Morgan Stanley maintains UNH stock with $563 target post-CEO change

Published 13/05/2025, 13:36
Morgan Stanley maintains UNH stock with $563 target post-CEO change

On Tuesday, UnitedHealth Group (NYSE:UNH) shares may face pressure following the announcement of a change in leadership and the suspension of its 2025 guidance. Morgan Stanley (NYSE:MS) analysts reiterated their Overweight rating and a price target of $563.00 on the healthcare giant’s stock, which is currently trading near its 52-week low of $376.83. According to InvestingPro data, the stock’s RSI suggests oversold conditions, potentially presenting an opportunity for value investors.

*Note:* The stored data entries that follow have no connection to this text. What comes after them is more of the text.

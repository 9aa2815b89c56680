use serde_json::json;

/// Body of a successful test generation response.
pub fn generated_tests_fixture(tests: &[(&str, &str)]) -> String {
    let tests = tests
        .iter()
        .map(|(filepath, content)| {
            return json!({ "filepath": filepath, "content": content });
        })
        .collect::<Vec<_>>();

    return json!({ "tests": tests, "message": "Tests generated successfully" }).to_string();
}

pub fn coverage_fixture() -> &'static str {
    return r#"{
  "summary": {
    "overall_coverage": {
      "statement_coverage": { "value": 72.5, "explanation": "Most statements run" },
      "branch_coverage": { "value": 50.0, "explanation": "Error branches untested", "uncovered_areas": "divide by zero" },
      "function_coverage": { "value": 100.0, "explanation": "All functions called" },
      "condition_coverage": { "value": 40.0, "explanation": "Compound conditions partially covered" }
    },
    "recommendations": ["Add a test for dividing by zero"]
  },
  "files_analysis": [
    {
      "filepath": "src/calc.py",
      "metrics": {
        "statement_coverage": { "value": 72.5, "explanation": "" },
        "branch_coverage": { "value": 50.0, "explanation": "" },
        "function_coverage": { "value": 100.0, "explanation": "" },
        "condition_coverage": { "value": 40.0, "explanation": "" }
      },
      "uncovered_lines": [12, 13],
      "uncovered_branches": ["if b == 0"],
      "uncovered_functions": [],
      "missed_edge_cases": ["negative numbers"],
      "test_improvement_suggestions": [
        { "description": "Test division by zero", "implementation_hint": "pytest.raises(ZeroDivisionError)" }
      ],
      "risk_assessment": "Medium"
    }
  ],
  "visualization_data": {
    "summary_chart_data": [],
    "heatmap_data": [],
    "missed_test_cases_chart": [],
    "improvement_potential_chart": []
  }
}"#;
}

pub fn priority_fixture() -> &'static str {
    return r#"{
  "summary": {
    "overall_assessment": "Payment paths are under tested",
    "critical_areas": ["payments"],
    "high_risk_count": 1,
    "medium_risk_count": 0,
    "low_risk_count": 2,
    "security_vulnerability_count": 1,
    "top_priority_tests_count": 1
  },
  "test_priorities": [
    {
      "test_name": "test_charge_card",
      "filepath": "tests/test_payments.py",
      "test_line": 10,
      "priority_score": 9.5,
      "risk_categories": [
        { "name": "Financial", "description": "Money movement", "severity": 9.0, "impact_areas": ["billing"] }
      ],
      "failure_impact": "Customers double charged",
      "security_concerns": "Card data exposure",
      "dependencies": ["stripe"],
      "coverage_impact": 12.0
    }
  ],
  "security_vulnerabilities": [
    {
      "description": "Card number logged",
      "severity": 8.0,
      "affected_code": "log.info(card)",
      "mitigation_recommendations": ["Mask card numbers"],
      "cwe_reference": "CWE-532"
    }
  ],
  "visualization_data": {
    "priority_distribution": { "high": 1, "medium": 0, "low": 2 },
    "risk_category_distribution": { "Financial": 1 },
    "critical_tests_by_module": { "payments": 1 },
    "security_impact_scores": []
  },
  "recommendations": ["Run payment tests first"]
}"#;
}

pub fn requirements_analysis_fixture() -> &'static str {
    return r#"{
  "summary": {
    "total_dependencies": 2,
    "direct_dependencies": 2,
    "transitive_dependencies": 0,
    "estimated_size_kb": 2048.0,
    "estimated_baseline_memory_mb": 45.5,
    "estimated_startup_time_sec": 1.2,
    "high_impact_packages": ["pandas"],
    "security_concerns_count": 1,
    "optimization_opportunities_count": 1,
    "unused_dependencies_count": 0
  },
  "dependencies": [
    {
      "name": "pandas",
      "version": "1.5.0",
      "size_kb": 2000.0,
      "memory_usage_estimate_mb": 40.0,
      "startup_time_impact_ms": 900.0,
      "is_direct": true,
      "imported_by": [],
      "alternatives": ["polars"]
    }
  ],
  "performance_impact": {
    "slow_startup_packages": [],
    "heavy_import_time_packages": [],
    "known_bottlenecks": [],
    "estimated_total_startup_time_ms": 1200.0,
    "lazy_loading_candidates": ["pandas"]
  },
  "memory_impact": {
    "memory_intensive_libs": [],
    "estimated_baseline_memory_mb": 45.5,
    "packages_with_memory_issues": [],
    "estimated_peak_memory_mb": 120.0,
    "optimization_strategies": []
  },
  "security_concerns": [
    { "package": "requests", "severity": "high", "vulnerability": "CVE-2023-32681", "recommendation": "Upgrade to 2.31.0" }
  ],
  "optimization_opportunities": [
    { "type": "replace", "package": "pandas", "reason": "Only CSV parsing used", "estimated_impact": "-40MB", "alternative": "csv" }
  ],
  "visualization_data": {
    "size_distribution": [],
    "memory_usage": [],
    "startup_time": [],
    "dependency_graph": { "nodes": [], "links": [] }
  }
}"#;
}

pub fn requirements_optimization_fixture() -> &'static str {
    return r#"{
  "optimized_content": "requests==2.31.0\n",
  "summary": {
    "total_changes": 2,
    "removed_packages": 1,
    "updated_versions": 1,
    "replaced_packages": 0,
    "estimated_performance_improvement": "30% faster startup",
    "estimated_memory_reduction": "40MB",
    "security_vulnerabilities_addressed": 1,
    "unused_dependencies_removed": 1
  },
  "changes": [
    {
      "name": "requests",
      "original_version": "2.25.0",
      "optimized_version": "2.31.0",
      "reason": "Security fix",
      "impact": { "performance": "none", "memory": "none", "security": "fixes CVE-2023-32681" }
    }
  ],
  "performance_improvement": { "startup_time_reduction_ms": 900.0, "import_time_improvement": "30%", "key_improvements": [] },
  "memory_improvement": { "baseline_reduction_mb": 40.0, "peak_reduction_mb": 60.0, "key_improvements": [] },
  "recommendations": ["Pin every dependency"]
}"#;
}
#[cfg(test)]
#[path = "file_test.rs"]
mod tests;

use std::collections::BTreeMap;
use std::path::PathBuf;

use anyhow::Context;
use anyhow::Result;
use async_trait::async_trait;
use tokio::fs;
use tokio::io::AsyncWriteExt;

use crate::domain::models::SecretStore;

/// Secrets kept in a JSON object on disk, readable only by the current user.
pub struct FileSecretStore {
    pub file_path: PathBuf,
}

impl FileSecretStore {
    pub fn new(file_path: PathBuf) -> FileSecretStore {
        return FileSecretStore { file_path };
    }

    async fn read_all(&self) -> Result<BTreeMap<String, String>> {
        if !self.file_path.exists() {
            return Ok(BTreeMap::new());
        }

        let payload = fs::read_to_string(&self.file_path)
            .await
            .with_context(|| {
                return format!("Failed to read secrets file {}", self.file_path.display());
            })?;
        if payload.trim().is_empty() {
            return Ok(BTreeMap::new());
        }

        let secrets: BTreeMap<String, String> = serde_json::from_str(&payload)
            .with_context(|| {
                return format!("Secrets file {} is corrupt", self.file_path.display());
            })?;

        return Ok(secrets);
    }

    async fn write_all(&self, secrets: &BTreeMap<String, String>) -> Result<()> {
        if let Some(parent) = self.file_path.parent() {
            if !parent.as_os_str().is_empty() && !parent.exists() {
                fs::create_dir_all(parent).await?;
            }
        }

        let payload = serde_json::to_string_pretty(secrets)?;

        let mut options = fs::OpenOptions::new();
        options.write(true).create(true).truncate(true);
        #[cfg(unix)]
        options.mode(0o600);
        let mut file = options.open(&self.file_path).await.with_context(|| {
            return format!("Failed to open secrets file {}", self.file_path.display());
        })?;

        // Mode only applies on create.
        #[cfg(unix)]
        {
            use std::os::unix::fs::PermissionsExt;
            file.set_permissions(std::fs::Permissions::from_mode(0o600)).await?;
        }

        file.write_all(payload.as_bytes()).await?;
        file.flush().await?;

        return Ok(());
    }
}

#[async_trait]
impl SecretStore for FileSecretStore {
    #[allow(clippy::implicit_return)]
    async fn get(&self, key: &str) -> Result<Option<String>> {
        let secrets = self.read_all().await?;
        return Ok(secrets.get(key).cloned());
    }

    #[allow(clippy::implicit_return)]
    async fn store(&self, key: &str, value: &str) -> Result<()> {
        let mut secrets = self.read_all().await?;
        secrets.insert(key.to_string(), value.to_string());
        return self.write_all(&secrets).await;
    }

    #[allow(clippy::implicit_return)]
    async fn delete(&self, key: &str) -> Result<()> {
        let mut secrets = self.read_all().await?;
        if secrets.remove(key).is_none() {
            return Ok(());
        }

        return self.write_all(&secrets).await;
    }
}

UnitedHealth Group informed stakeholders that Sir Andrew Witty would be stepping down as CEO due to personal reasons. Stephen Hemsley, who previously led the company from 2006 to 2017, will take over the role with immediate effect. The transition comes after recent discussions about leadership had intensified. Despite the leadership change, UnitedHealth maintains strong fundamentals with a P/E ratio of 15.75 and a market capitalization of $343.58 billion.

In conjunction with the leadership change, UnitedHealth also announced the suspension of its 2025 guidance. The company cited an increase in care activity and challenges with the new member mix in Medicare Advantage as factors for the adjustment. This update is part of a series of challenges the company has faced, with investor attention likely to shift toward the ongoing elevated cost trends, which are exceeding expectations. InvestingPro analysis shows 20 analysts have revised their earnings downward for the upcoming period, though the company maintains a strong financial health score.

The company’s cost trends are not only related to Group Medicare Advantage but have also expanded to other benefit offerings, a situation that may also impact shares of peer companies as the market awaits confirmation on whether this is an isolated issue or indicative of a broader trend.

UnitedHealth Group is aiming for a ’return to growth in 2026’, adjusting from the previous 2025 earnings per share guidance of a 5% decrease at market performance. A conference call was scheduled for Tuesday morning at 8 am ET to discuss these developments. The webcast details were provided for those interested in the announcements.

In other recent news, UnitedHealth Group’s earnings and revenue performance has been under scrutiny by several analyst firms. Bernstein SocGen Group lowered UnitedHealth’s stock target to $594 from $703, citing a slight miss in earnings per share (EPS) and revenue expectations, with the adjusted EPS reported at $7.20 and revenue at $109.6 billion. RBC Capital Markets also reduced its price target to $525 from $655, noting that UnitedHealth’s first-quarter performance did not meet expectations due to lower engagement of new Optum Health members and higher Medicare Advantage utilization rates. TD Cowen revised its price target to $520, reflecting a more conservative outlook due to challenges such as unexpected Medicare Advantage unit trends and lower coded membership in Optum Health.

Jefferies adjusted its price target to $530, maintaining a Buy rating, while acknowledging operational setbacks in UnitedHealth’s Medicare Advantage segment. Piper Sandler, however, maintained an Overweight rating with a $552 price target, expressing optimism about the CEO transition with Stephen Hemsley returning. Piper Sandler highlighted the strategic importance of repricing at UnitedHealthcare and standardized care delivery practices at Optum Health. UnitedHealth has suspended its CY25 guidance but plans to resume growth in CY26. These developments reflect the varied analyst perspectives on UnitedHealth’s current challenges and future potential.